Parvati Raghuram is Professor in Geography and Migration at the Open University. She came to the UK after her MA in India. She completed her PhD at the University of Newcastle-upon-Tyne in 1993 and worked in Middlesex and Nottingham Trent Universities before joining the Open University in 2005. She has published widely on gender, migration and development and on postcolonial theory. Her most recent ESRC funded project is titled Gender, skilled migration and the IT sector: a comparative study of India and the UK and Facilitating equitable access and quality education for development: South African International Distance Education. In this project she is looking at decolonisation of education as a pedagogical challenge in interdisciplinary and intercontinental research.

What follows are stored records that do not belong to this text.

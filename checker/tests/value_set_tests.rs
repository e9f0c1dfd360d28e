// Copyright (c) Facebook, Inc. and its affiliates.
//
// This source code is licensed under the MIT license found in the
// LICENSE file in the root directory of this source tree.

mod common;

use common::*;
use std::rc::Rc;
use value_set::expression::{Expression, ExpressionKind, SideEffectKind};
use value_set::object_numbering::ObjectNumbering;
use value_set::path::Path;
use value_set::types::{self, ArraySize, SizeError, Type};
use value_set::value_set::ValueSet;

#[test]
fn address_of_variable() {
    let ns = symbols();
    let mut vs = new_value_set();
    let p = var("p", int_ptr());
    vs.assign(&p, &address_of_int("x"), &ns, false).unwrap();
    assert_eq!(objects_of(&vs, &p, &ns), strings(&["<x, 0, int32>"]));
}

#[test]
fn untracked_variable_is_unknown() {
    let ns = symbols();
    let vs = new_value_set();
    assert_eq!(objects_of(&vs, &var("p", int_ptr()), &ns), strings(&["unknown"]));
}

#[test]
fn scalar_constants_point_nowhere() {
    let ns = symbols();
    let vs = new_value_set();
    assert!(objects_of(&vs, &Expression::constant_int(7, int()), &ns).is_empty());
    assert!(objects_of(&vs, &Expression::constant_string("hello"), &ns).is_empty());
}

#[test]
fn null_points_to_the_null_object() {
    let ns = symbols();
    let vs = new_value_set();
    assert_eq!(
        objects_of(&vs, &var("NULL", int_ptr()), &ns),
        strings(&["<NULL-object, 0, int32>"])
    );
}

#[test]
fn nondet_contributes_nothing() {
    let ns = symbols();
    let vs = new_value_set();
    let nondet = Expression::side_effect(SideEffectKind::Nondet, int_ptr());
    assert!(objects_of(&vs, &nondet, &ns).is_empty());
}

#[test]
fn conditional_is_the_union_of_both_branches() {
    let ns = symbols();
    let mut vs = new_value_set();
    let p = var("p", int_ptr());
    let q = var("q", int_ptr());
    vs.assign(&p, &address_of_int("a"), &ns, false).unwrap();
    vs.assign(&q, &address_of_int("b"), &ns, false).unwrap();
    let choice = Expression::if_then_else(var("c", Rc::new(Type::Bool)), p, q);
    assert_eq!(
        objects_of(&vs, &choice, &ns),
        strings(&["<a, 0, int32>", "<b, 0, int32>"])
    );
}

#[test]
fn pointer_arithmetic_scales_by_element_size() {
    let ns = symbols();
    let mut vs = new_value_set();
    let long = Type::signed_int(64);
    let long_ptr = Type::pointer_to(long.clone());
    let byte_ptr = Type::pointer_to(Type::unsigned_int(8));
    let arr = var("arr", Type::array_of(long, 10));

    // q = (unsigned char *)&arr; p = (long *)(q + 4);
    let q = var("q", byte_ptr.clone());
    let p = var("p", long_ptr.clone());
    vs.assign(
        &q,
        &Expression::typecast(Expression::address_of(arr), byte_ptr.clone()),
        &ns,
        false,
    )
    .unwrap();
    let q_plus_4 = Expression::add(q, Expression::index_constant(4), byte_ptr);
    vs.assign(&p, &Expression::typecast(q_plus_4, long_ptr.clone()), &ns, false)
        .unwrap();
    assert_eq!(objects_of(&vs, &p, &ns), strings(&["<arr, 4, int64[10]>"]));

    let p_plus_3 = Expression::add(p.clone(), Expression::index_constant(3), long_ptr.clone());
    assert_eq!(
        objects_of(&vs, &p_plus_3, &ns),
        strings(&["<arr, 28, int64[10]>"])
    );
    let p_minus_1 = Expression::sub(p.clone(), Expression::index_constant(1), long_ptr.clone());
    assert_eq!(
        objects_of(&vs, &p_minus_1, &ns),
        strings(&["<arr, -4, int64[10]>"])
    );

    // An unknown offset stays unknown, whatever is added.
    let i = var("i", Type::index_type());
    let p_plus_i = Expression::add(p, i, long_ptr.clone());
    assert_eq!(objects_of(&vs, &p_plus_i, &ns), strings(&["<arr, *, int64[10]>"]));
    let r = var("r", long_ptr.clone());
    vs.assign(&r, &p_plus_i, &ns, false).unwrap();
    let r_plus_3 = Expression::add(r, Expression::index_constant(3), long_ptr);
    assert_eq!(objects_of(&vs, &r_plus_3, &ns), strings(&["<arr, *, int64[10]>"]));
}

#[test]
fn void_pointer_arithmetic_counts_bytes() {
    let ns = symbols();
    let mut vs = new_value_set();
    let void_ptr = Type::pointer_to(Rc::new(Type::Empty));
    let v = var("v", void_ptr.clone());
    vs.assign(
        &v,
        &Expression::typecast(address_of_int("x"), void_ptr.clone()),
        &ns,
        false,
    )
    .unwrap();
    let v_plus_2 = Expression::add(v, Expression::index_constant(2), void_ptr);
    assert_eq!(objects_of(&vs, &v_plus_2, &ns), strings(&["<x, 2, int32>"]));
}

#[test]
fn arithmetic_on_dynamically_sized_elements_loses_the_offset() {
    let ns = symbols();
    let mut vs = new_value_set();
    let vla = Rc::new(Type::Array {
        subtype: int(),
        size: ArraySize::Dynamic,
    });
    let vla_ptr = Type::pointer_to(vla.clone());
    let p = var("p", vla_ptr.clone());
    vs.assign(&p, &Expression::address_of(var("a", vla)), &ns, false)
        .unwrap();
    let p_plus_1 = Expression::add(p.clone(), Expression::index_constant(1), vla_ptr.clone());
    assert_eq!(objects_of(&vs, &p_plus_1, &ns), strings(&["<a, *, int32[*]>"]));
    // Adding zero never needs the element size.
    let p_plus_0 = Expression::add(p, Expression::index_constant(0), vla_ptr);
    assert_eq!(objects_of(&vs, &p_plus_0, &ns), strings(&["<a, 0, int32[*]>"]));
}

#[test]
fn offsets_that_overflow_become_unknown() {
    let ns = symbols();
    let mut vs = new_value_set();
    let long = Type::signed_int(64);
    let long_ptr = Type::pointer_to(long.clone());
    let byte_ptr = Type::pointer_to(Type::unsigned_int(8));
    let p = var("p", long_ptr.clone());
    let q = var("q", byte_ptr.clone());
    vs.assign(&p, &Expression::address_of(var("x", long)), &ns, false)
        .unwrap();
    vs.assign(&q, &Expression::typecast(p.clone(), byte_ptr.clone()), &ns, false)
        .unwrap();

    // The scaled offset does not fit.
    let far = Expression::add(p, Expression::index_constant(i128::MAX / 2), long_ptr);
    assert_eq!(objects_of(&vs, &far, &ns), strings(&["<x, *, int64>"]));
    // Neither does its negation.
    let before = Expression::sub(q.clone(), Expression::index_constant(i128::MIN), byte_ptr.clone());
    assert_eq!(objects_of(&vs, &before, &ns), strings(&["<x, *, int64>"]));
    // Nor the sum with the offset already recorded.
    let r = var("r", byte_ptr.clone());
    vs.assign(
        &r,
        &Expression::add(q, Expression::index_constant(i128::MAX), byte_ptr.clone()),
        &ns,
        false,
    )
    .unwrap();
    assert_eq!(objects_of(&vs, &r, &ns), vec![format!("<x, {}, int64>", i128::MAX)]);
    let r_plus_1 = Expression::add(r, Expression::index_constant(1), byte_ptr);
    assert_eq!(objects_of(&vs, &r_plus_1, &ns), strings(&["<x, *, int64>"]));
}

#[test]
fn sizes_that_overflow_are_too_large() {
    let ns = symbols();
    let long = Type::signed_int(64);
    let big = Type::array_of(long, u64::MAX);
    assert_eq!(
        types::pointer_offset_size(&big, &ns),
        Ok(i128::from(u64::MAX) * 8)
    );
    let huge = Type::array_of(big.clone(), u64::MAX);
    assert_eq!(types::pointer_offset_size(&huge, &ns), Err(SizeError::TooLarge));
    let halves = Rc::new(Type::Struct {
        tag: Rc::from("Halves"),
        members: vec![
            types::Member {
                name: Rc::from("first"),
                ty: Type::array_of(big.clone(), u64::MAX / 16),
            },
            types::Member {
                name: Rc::from("second"),
                ty: Type::array_of(big, u64::MAX / 16),
            },
        ],
    });
    assert_eq!(types::pointer_offset_size(&halves, &ns), Err(SizeError::TooLarge));

    // Stepping over an element of such a type loses the offset.
    let mut vs = new_value_set();
    let halves_ptr = Type::pointer_to(halves.clone());
    let p = var("p", halves_ptr.clone());
    vs.assign(&p, &Expression::address_of(var("h", halves)), &ns, false)
        .unwrap();
    let p_plus_0 = Expression::add(p.clone(), Expression::index_constant(0), halves_ptr.clone());
    assert_eq!(objects_of(&vs, &p_plus_0, &ns), strings(&["<h, 0, struct Halves>"]));
    let p_plus_1 = Expression::add(p, Expression::index_constant(1), halves_ptr);
    assert_eq!(objects_of(&vs, &p_plus_1, &ns), strings(&["<h, *, struct Halves>"]));
}

#[test]
#[should_panic]
fn pointer_plus_pointer_is_rejected() {
    let ns = symbols();
    let vs = new_value_set();
    let sum = Expression::add(var("p", int_ptr()), var("q", int_ptr()), int_ptr());
    vs.get_value_set(&sum, &ns);
}

#[test]
#[should_panic]
fn array_literal_must_not_reach_the_evaluator() {
    let ns = symbols();
    let vs = new_value_set();
    let literal = Expression::constant_array(
        vec![address_of_int("x")],
        Type::array_of(int_ptr(), 1),
    );
    vs.get_value_set(&literal, &ns);
}

#[test]
fn reference_set_of_variables_and_elements() {
    let ns = symbols();
    let vs = new_value_set();
    let arr = var("arr", Type::array_of(int(), 10));
    assert_eq!(references_of(&vs, &arr, &ns), strings(&["<arr, 0, int32[10]>"]));

    let element = Expression::index(arr.clone(), Expression::index_constant(2), int());
    assert_eq!(
        references_of(&vs, &element, &ns),
        strings(&["<arr[0], 2, int32>"])
    );
    let element = Expression::index(arr, var("i", Type::index_type()), int());
    assert_eq!(
        references_of(&vs, &element, &ns),
        strings(&["<arr[0], *, int32>"])
    );
}

#[test]
fn index_into_an_array_reached_at_an_offset() {
    let ns = symbols();
    let mut vs = new_value_set();
    let array_type = Type::array_of(int(), 10);
    let array_ptr = Type::pointer_to(array_type.clone());
    let byte_ptr = Type::pointer_to(Type::unsigned_int(8));
    let arr = var("arr", array_type.clone());
    let q = var("q", byte_ptr.clone());
    let p = var("p", array_ptr.clone());

    // q = (unsigned char *)&arr; p = (int (*)[10])(q + 4);
    vs.assign(
        &q,
        &Expression::typecast(Expression::address_of(arr), byte_ptr.clone()),
        &ns,
        false,
    )
    .unwrap();
    let q_plus_4 = Expression::add(q, Expression::index_constant(4), byte_ptr);
    vs.assign(&p, &Expression::typecast(q_plus_4, array_ptr), &ns, false)
        .unwrap();
    assert_eq!(objects_of(&vs, &p, &ns), strings(&["<arr, 4, int32[10]>"]));

    let row = Expression::dereference(p, array_type);
    let first = Expression::index(row.clone(), Expression::index_constant(0), int());
    assert_eq!(references_of(&vs, &first, &ns), strings(&["<arr[0], 4, int32>"]));
    // The constant index is not added to the offset the array was reached at.
    let third = Expression::index(row, Expression::index_constant(2), int());
    assert_eq!(references_of(&vs, &third, &ns), strings(&["<arr[0], *, int32>"]));
}

#[test]
fn reference_set_of_extracted_bytes() {
    let ns = symbols();
    let vs = new_value_set();
    let x = var("x", int());
    let byte = Type::unsigned_int(8);
    let at_2 = Expression::byte_extract(x.clone(), Expression::index_constant(2), byte.clone());
    assert_eq!(references_of(&vs, &at_2, &ns), strings(&["<x, 2, int32>"]));
    let at_i = Expression::byte_extract(x, var("i", Type::index_type()), byte);
    assert_eq!(references_of(&vs, &at_i, &ns), strings(&["<x, *, int32>"]));
}

#[test]
fn sub_arrays_are_referenced_without_an_offset() {
    let ns = symbols();
    let vs = new_value_set();
    let matrix = var("m", Type::array_of(Type::array_of(int(), 4), 3));
    assert_eq!(references_of(&vs, &matrix, &ns), strings(&["<m, *, int32[4][3]>"]));
}

#[test]
fn reference_set_of_members() {
    let ns = symbols();
    let vs = new_value_set();
    let s = var("s", pair_type());
    let member = Expression::member(s, "a", int_ptr());
    assert_eq!(references_of(&vs, &member, &ns), strings(&["<s.a, 0, int32 *>"]));
}

#[test]
fn dereference_of_unknown_pointer_is_unknown() {
    let ns = symbols();
    let vs = new_value_set();
    let deref = Expression::dereference(var("p", int_ptr()), int());
    assert_eq!(references_of(&vs, &deref, &ns), strings(&["unknown"]));
}

#[test]
fn value_of_dereference() {
    let ns = symbols();
    let mut vs = new_value_set();
    let p = var("p", int_ptr());
    let pp = var("pp", int_ptr_ptr());
    vs.assign(&p, &address_of_int("x"), &ns, false).unwrap();
    vs.assign(&pp, &Expression::address_of(p.clone()), &ns, false)
        .unwrap();
    let deref = Expression::dereference(pp, int_ptr());
    assert_eq!(references_of(&vs, &deref, &ns), strings(&["<p, 0, int32 *>"]));
    assert_eq!(objects_of(&vs, &deref, &ns), strings(&["<x, 0, int32>"]));
}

Her previous project was on the experiences of South Asian geriatricians in the UK. As part of the work on skilled migration she has written several papers on International Student Migration, setting out a new way of theorising this form of mobility. She has also been exploring the use of ‘care’ as a concept in social policy, postcolonial theory and feminist ethics. She has co-authored Gender, Migration and Social Reproduction (Palgrave), The Practice of Cultural Studies (Sage), Gender and International Migration in Europe (Routledge) and co-edited South Asian women in the diaspora (Berg) and Tracing Indian diaspora: Contexts, Memories, Representations (Sage). She has written for policy audiences having co-authored research papers for a number of think-tanks such as IPPR, UNRISD, the Hamburg Institute of International Economics, Heinrich Böll Stiftung, IPPR and UNRISD and co-edited a special issue of the journal Diversities for UNESCO. She co-edits the journal South Asian Diaspora with the Centre for Study of Diaspora, Hyderabad and the Palgrave Pivot series Mobility and Politics with Martin Geiger and William Walters both at Ottawa.